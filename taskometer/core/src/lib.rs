//! Core domain models for Taskometer: task lists, the index that enumerates them, and tasks.
pub mod task;
pub mod task_list;

pub use task::{Task, TaskStatus};
pub use task_list::{TaskList, TaskListIndex};

use thiserror::Error;

/// Client input that cannot form a valid domain object.
#[derive(Error, Debug, Clone, PartialEq, Eq)]
pub enum ValidationError {
    #[error("Task list name must not be empty")]
    EmptyListName,
    #[error("Task title must not be empty")]
    EmptyTitle,
    #[error("Unknown task status code {0}")]
    UnknownStatus(u8),
}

Prompt. Scan the material above for the string "that". Return each line where it occurs.

Exercise output.
//! Core domain models for Taskometer: task lists, the index that enumerates them, and tasks.
/// Client input that cannot form a valid domain object.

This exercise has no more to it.